Selon des informations relayées par Le Figaro, le gouvernement américain accuse les autorités sud-africaines de persécution envers les Afrikaners, des descendants des colons européens, tout en contestant des allégations de violence raciale croissante en Afrique du Sud. En effet, depuis le début de l'année budgétaire, les 4 499 réfugiés admis sont majoritairement des Sud-africains, à l'exception de quelques afghans.
Trump justifie cette augmentation par une "situation d’urgence" causée par une "augmentation de l'incitation à la violence raciale". Il précise que ces admissions supplémentaires devront être réservées aux Afrikaners, une décision qui n'est pas sans provoquer de vives réactions, notamment de l'administration sud-africaine, qui voit cette initiative comme un affront à la souveraineté du pays.
En plus des tensions diplomatiques, la décision de Trump s'inscrit dans un cadre plus large de politique d'immigration, où le gouvernement américain essaie d’instaurer des mesures favorables à certaines populations.
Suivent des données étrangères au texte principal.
// Copyright (c) 2024-2026 Martin Schröder <info@swedishembedded.com>
//
// SPDX-License-Identifier: MIT
use std::collections::HashMap;
use std::sync::Arc;

use thiserror::Error;

use crate::{AgentDefinition, AgentRole};

/// Errors detected while validating an agent roster.
#[derive(Debug, Error)]
pub enum RegistryError {
    #[error("duplicate agent id: {0}")]
    DuplicateId(String),
    #[error("agent {agent} delegates to unknown agent {target}")]
    UnknownDelegate { agent: String, target: String },
    #[error("agent {agent} delegates to {target}, which is a supervisor (hierarchies are one level deep)")]
    DelegateNotLeaf { agent: String, target: String },
    #[error("leaf agent {0} must not have delegates")]
    LeafWithDelegates(String),
}

/// Validated, immutable agent roster.
///
/// All delegation-shape rules are enforced here, once, at construction:
/// ids are unique, every `delegates_to` target exists and is a leaf, and
/// leaves delegate to nobody.  After `new` succeeds, the supervisor loop can
/// trust the shape of any definition it pulls out.
#[derive(Debug)]
pub struct AgentRegistry {
    agents: HashMap<String, Arc<AgentDefinition>>,
}

impl AgentRegistry {
    pub fn new(defs: Vec<AgentDefinition>) -> Result<Self, RegistryError> {
        let mut agents: HashMap<String, Arc<AgentDefinition>> = HashMap::new();
        for def in defs {
            if agents.contains_key(&def.id) {
                return Err(RegistryError::DuplicateId(def.id));
            }
            agents.insert(def.id.clone(), Arc::new(def));
        }

        for def in agents.values() {
            match def.role {
                AgentRole::Leaf => {
                    if !def.delegates_to.is_empty() {
                        return Err(RegistryError::LeafWithDelegates(def.id.clone()));
                    }
                }
                AgentRole::Supervisor => {
                    for target in &def.delegates_to {
                        let Some(t) = agents.get(target) else {
                            return Err(RegistryError::UnknownDelegate {
                                agent: def.id.clone(),
                                target: target.clone(),
                            });
                        };
                        if t.role != AgentRole::Leaf {
                            return Err(RegistryError::DelegateNotLeaf {
                                agent: def.id.clone(),
                                target: target.clone(),
                            });
                        }
                    }
                }
            }
        }

        Ok(Self { agents })
    }

    pub fn get(&self, id: &str) -> Option<Arc<AgentDefinition>> {
        self.agents.get(id).cloned()
    }

    pub fn ids(&self) -> Vec<String> {
        let mut ids: Vec<String> = self.agents.keys().cloned().collect();
        ids.sort();
        ids
    }

    pub fn len(&self) -> usize {
        self.agents.len()
    }

    pub fn is_empty(&self) -> bool {
        self.agents.is_empty()
    }
}

// ─── Unit tests ──────────────────────────────────────────────────────────────

#[cfg(test)]
mod tests {
    use super::*;

    #[test]
    fn empty_roster_is_valid() {
        let reg = AgentRegistry::new(vec![]).unwrap();
        assert!(reg.is_empty());
    }

    #[test]
    fn get_returns_registered_agent() {
        let reg = AgentRegistry::new(vec![AgentDefinition::leaf("worker", "p")]).unwrap();
        assert!(reg.get("worker").is_some());
        assert!(reg.get("other").is_none());
    }

    #[test]
    fn duplicate_id_rejected() {
        let err = AgentRegistry::new(vec![
            AgentDefinition::leaf("a", "p"),
            AgentDefinition::leaf("a", "q"),
        ])
        .unwrap_err();
        assert!(matches!(err, RegistryError::DuplicateId(id) if id == "a"));
    }

    #[test]
    fn supervisor_with_valid_leaf_delegate_accepted() {
        let reg = AgentRegistry::new(vec![
            AgentDefinition::leaf("worker", "p"),
            AgentDefinition::supervisor("boss", "q", ["worker"]),
        ])
        .unwrap();
        assert_eq!(reg.len(), 2);
    }

    #[test]
    fn unknown_delegate_rejected() {
        let err = AgentRegistry::new(vec![AgentDefinition::supervisor("boss", "q", ["ghost"])])
            .unwrap_err();
        assert!(matches!(
            err,
            RegistryError::UnknownDelegate { target, .. } if target == "ghost"
        ));
    }

    #[test]
    fn supervisor_delegating_to_supervisor_rejected() {
        let err = AgentRegistry::new(vec![
            AgentDefinition::supervisor("mid", "p", Vec::<String>::new()),
            AgentDefinition::supervisor("boss", "q", ["mid"]),
        ])
        .unwrap_err();
        assert!(matches!(
            err,
            RegistryError::DelegateNotLeaf { target, .. } if target == "mid"
        ));
    }

    #[test]
    fn leaf_with_delegates_rejected() {
        let mut def = AgentDefinition::leaf("worker", "p");
        def.delegates_to.insert("other".into());
        let err = AgentRegistry::new(vec![def, AgentDefinition::leaf("other", "q")]).unwrap_err();
        assert!(matches!(err, RegistryError::LeafWithDelegates(id) if id == "worker"));
    }

    #[test]
    fn ids_are_sorted() {
        let reg = AgentRegistry::new(vec![
            AgentDefinition::leaf("zeta", "p"),
            AgentDefinition::leaf("alpha", "p"),
        ])
        .unwrap();
        assert_eq!(reg.ids(), vec!["alpha", "zeta"]);
    }
}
Le climat économique se dégrade également, Trump ayant imposé des droits de douane de 30 % sur les importations en provenance d'Afrique du Sud, parmi les plus élevés de la région.
Les Afrikaners, représentant une minorité au sein de la population sud-africaine, sont historiquement liés au régime de l'apartheid, un système de ségrégation qui a duré de 1948 jusqu'à la fin des années 1990. L'ouverture de la porte d'entrée américaine à ce groupe soulève de nombreuses interrogations quant aux conséquences sur le tissu social et politique des deux nations.
Alors que le pays traverse une période tumultueuse, les experts s'interrogent : cette décision est-elle une tentative de soutenir une minorité perçue comme opprimée ou représente-t-elle une exploitation politique des crises internationales ? Les prochaines étapes de cette politique d'immigration américaine s’annoncent cruciales pour l’avenir des relations entre les États-Unis et l'Afrique du Sud.